[Start of Attachment]

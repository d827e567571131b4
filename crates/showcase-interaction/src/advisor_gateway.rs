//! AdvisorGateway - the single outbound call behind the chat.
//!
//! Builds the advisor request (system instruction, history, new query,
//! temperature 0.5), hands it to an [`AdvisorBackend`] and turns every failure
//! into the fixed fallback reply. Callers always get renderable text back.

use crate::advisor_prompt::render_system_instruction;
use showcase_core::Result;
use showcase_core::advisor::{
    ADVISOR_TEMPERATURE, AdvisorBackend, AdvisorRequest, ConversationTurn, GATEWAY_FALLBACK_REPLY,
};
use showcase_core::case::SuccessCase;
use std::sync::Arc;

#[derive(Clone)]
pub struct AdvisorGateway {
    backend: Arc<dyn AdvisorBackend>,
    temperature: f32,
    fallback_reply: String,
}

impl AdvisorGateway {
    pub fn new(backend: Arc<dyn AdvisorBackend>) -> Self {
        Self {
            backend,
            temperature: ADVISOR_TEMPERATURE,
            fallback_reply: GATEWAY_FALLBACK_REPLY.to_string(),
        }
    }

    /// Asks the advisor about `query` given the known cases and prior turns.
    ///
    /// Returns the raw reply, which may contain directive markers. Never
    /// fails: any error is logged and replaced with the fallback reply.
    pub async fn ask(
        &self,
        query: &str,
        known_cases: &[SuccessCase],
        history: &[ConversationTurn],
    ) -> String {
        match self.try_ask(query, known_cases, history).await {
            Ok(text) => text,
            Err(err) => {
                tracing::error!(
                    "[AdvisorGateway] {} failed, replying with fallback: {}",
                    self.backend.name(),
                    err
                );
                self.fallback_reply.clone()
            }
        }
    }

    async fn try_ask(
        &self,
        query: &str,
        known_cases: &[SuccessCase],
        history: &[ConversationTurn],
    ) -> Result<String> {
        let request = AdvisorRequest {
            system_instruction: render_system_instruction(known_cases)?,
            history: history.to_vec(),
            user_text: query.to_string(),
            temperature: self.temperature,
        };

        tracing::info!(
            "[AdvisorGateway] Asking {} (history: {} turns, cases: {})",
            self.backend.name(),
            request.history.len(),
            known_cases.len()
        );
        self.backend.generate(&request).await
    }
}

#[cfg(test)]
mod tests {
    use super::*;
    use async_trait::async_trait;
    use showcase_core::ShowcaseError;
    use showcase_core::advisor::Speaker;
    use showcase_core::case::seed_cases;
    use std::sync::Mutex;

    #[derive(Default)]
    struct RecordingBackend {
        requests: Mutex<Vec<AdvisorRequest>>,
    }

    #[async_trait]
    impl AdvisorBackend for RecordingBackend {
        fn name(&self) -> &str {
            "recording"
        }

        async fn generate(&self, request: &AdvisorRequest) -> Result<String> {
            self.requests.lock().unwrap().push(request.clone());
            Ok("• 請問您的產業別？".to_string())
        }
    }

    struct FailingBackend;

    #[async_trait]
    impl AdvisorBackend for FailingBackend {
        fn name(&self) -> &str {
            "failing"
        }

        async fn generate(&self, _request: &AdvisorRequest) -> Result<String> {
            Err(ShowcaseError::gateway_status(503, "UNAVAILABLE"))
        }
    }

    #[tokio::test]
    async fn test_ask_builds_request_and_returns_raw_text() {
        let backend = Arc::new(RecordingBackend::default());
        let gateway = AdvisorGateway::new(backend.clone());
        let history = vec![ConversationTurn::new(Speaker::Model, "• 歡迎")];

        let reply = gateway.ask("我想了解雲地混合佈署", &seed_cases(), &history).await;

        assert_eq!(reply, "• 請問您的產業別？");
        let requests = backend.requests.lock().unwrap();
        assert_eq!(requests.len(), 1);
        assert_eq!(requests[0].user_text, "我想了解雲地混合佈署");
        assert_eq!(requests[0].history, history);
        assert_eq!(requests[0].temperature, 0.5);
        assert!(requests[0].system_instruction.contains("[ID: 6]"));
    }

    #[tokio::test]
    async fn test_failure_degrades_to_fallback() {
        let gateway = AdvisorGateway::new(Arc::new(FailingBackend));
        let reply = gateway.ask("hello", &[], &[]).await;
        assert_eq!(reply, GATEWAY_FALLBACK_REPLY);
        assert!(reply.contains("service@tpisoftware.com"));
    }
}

[End of Attachment]
[Start of Attachment]

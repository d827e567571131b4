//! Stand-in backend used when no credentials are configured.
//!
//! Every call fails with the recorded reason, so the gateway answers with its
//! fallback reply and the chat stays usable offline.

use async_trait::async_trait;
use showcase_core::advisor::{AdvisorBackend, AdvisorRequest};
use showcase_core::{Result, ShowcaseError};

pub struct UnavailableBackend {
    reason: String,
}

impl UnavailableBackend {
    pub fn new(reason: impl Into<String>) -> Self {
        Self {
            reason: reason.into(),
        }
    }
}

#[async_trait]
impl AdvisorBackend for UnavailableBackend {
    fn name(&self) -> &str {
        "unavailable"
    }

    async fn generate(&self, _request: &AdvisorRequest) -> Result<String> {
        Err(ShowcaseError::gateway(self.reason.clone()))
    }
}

[End of Attachment]
[Start of Attachment]

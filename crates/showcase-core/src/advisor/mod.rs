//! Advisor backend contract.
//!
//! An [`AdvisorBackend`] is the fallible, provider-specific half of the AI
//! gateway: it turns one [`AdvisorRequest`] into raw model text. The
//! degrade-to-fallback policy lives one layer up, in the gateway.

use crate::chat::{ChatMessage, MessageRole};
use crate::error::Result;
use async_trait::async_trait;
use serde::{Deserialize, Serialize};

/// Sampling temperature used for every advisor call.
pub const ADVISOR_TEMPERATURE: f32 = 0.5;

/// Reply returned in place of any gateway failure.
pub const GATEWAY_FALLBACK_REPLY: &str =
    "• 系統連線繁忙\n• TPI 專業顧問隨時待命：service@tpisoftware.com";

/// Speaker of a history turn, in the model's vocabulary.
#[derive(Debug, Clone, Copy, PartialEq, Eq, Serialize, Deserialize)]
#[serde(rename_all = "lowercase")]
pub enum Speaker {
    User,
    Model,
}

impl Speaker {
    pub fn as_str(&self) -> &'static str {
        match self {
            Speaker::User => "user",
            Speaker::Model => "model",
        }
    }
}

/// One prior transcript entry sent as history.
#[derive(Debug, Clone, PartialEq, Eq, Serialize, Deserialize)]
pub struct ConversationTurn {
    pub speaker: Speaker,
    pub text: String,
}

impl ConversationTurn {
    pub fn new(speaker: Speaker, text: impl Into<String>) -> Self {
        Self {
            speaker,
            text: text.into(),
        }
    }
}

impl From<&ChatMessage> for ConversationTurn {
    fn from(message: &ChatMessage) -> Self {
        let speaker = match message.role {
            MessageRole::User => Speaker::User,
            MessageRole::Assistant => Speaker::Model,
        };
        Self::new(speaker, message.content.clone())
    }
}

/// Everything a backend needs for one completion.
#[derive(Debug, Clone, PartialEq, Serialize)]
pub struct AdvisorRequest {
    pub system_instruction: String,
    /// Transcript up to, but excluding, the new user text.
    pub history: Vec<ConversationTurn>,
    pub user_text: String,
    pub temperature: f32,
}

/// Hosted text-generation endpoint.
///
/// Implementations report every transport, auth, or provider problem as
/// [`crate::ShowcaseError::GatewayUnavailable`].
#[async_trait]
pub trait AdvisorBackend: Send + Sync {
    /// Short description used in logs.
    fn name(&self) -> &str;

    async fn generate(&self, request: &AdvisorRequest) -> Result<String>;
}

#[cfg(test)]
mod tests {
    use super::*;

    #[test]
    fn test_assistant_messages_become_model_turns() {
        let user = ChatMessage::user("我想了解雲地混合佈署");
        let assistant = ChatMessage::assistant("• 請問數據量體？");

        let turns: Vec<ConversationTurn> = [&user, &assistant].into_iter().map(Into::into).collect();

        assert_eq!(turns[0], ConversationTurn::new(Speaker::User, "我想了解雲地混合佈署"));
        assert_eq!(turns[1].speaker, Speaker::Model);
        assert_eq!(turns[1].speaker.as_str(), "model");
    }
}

[End of Attachment]

### WHAT YOU SHOULD DO
Check each line above for the word "provider" and copy every line that has it.

### EXPECTED ANSWER
//! An [`AdvisorBackend`] is the fallible, provider-specific half of the AI
/// Implementations report every transport, auth, or provider problem as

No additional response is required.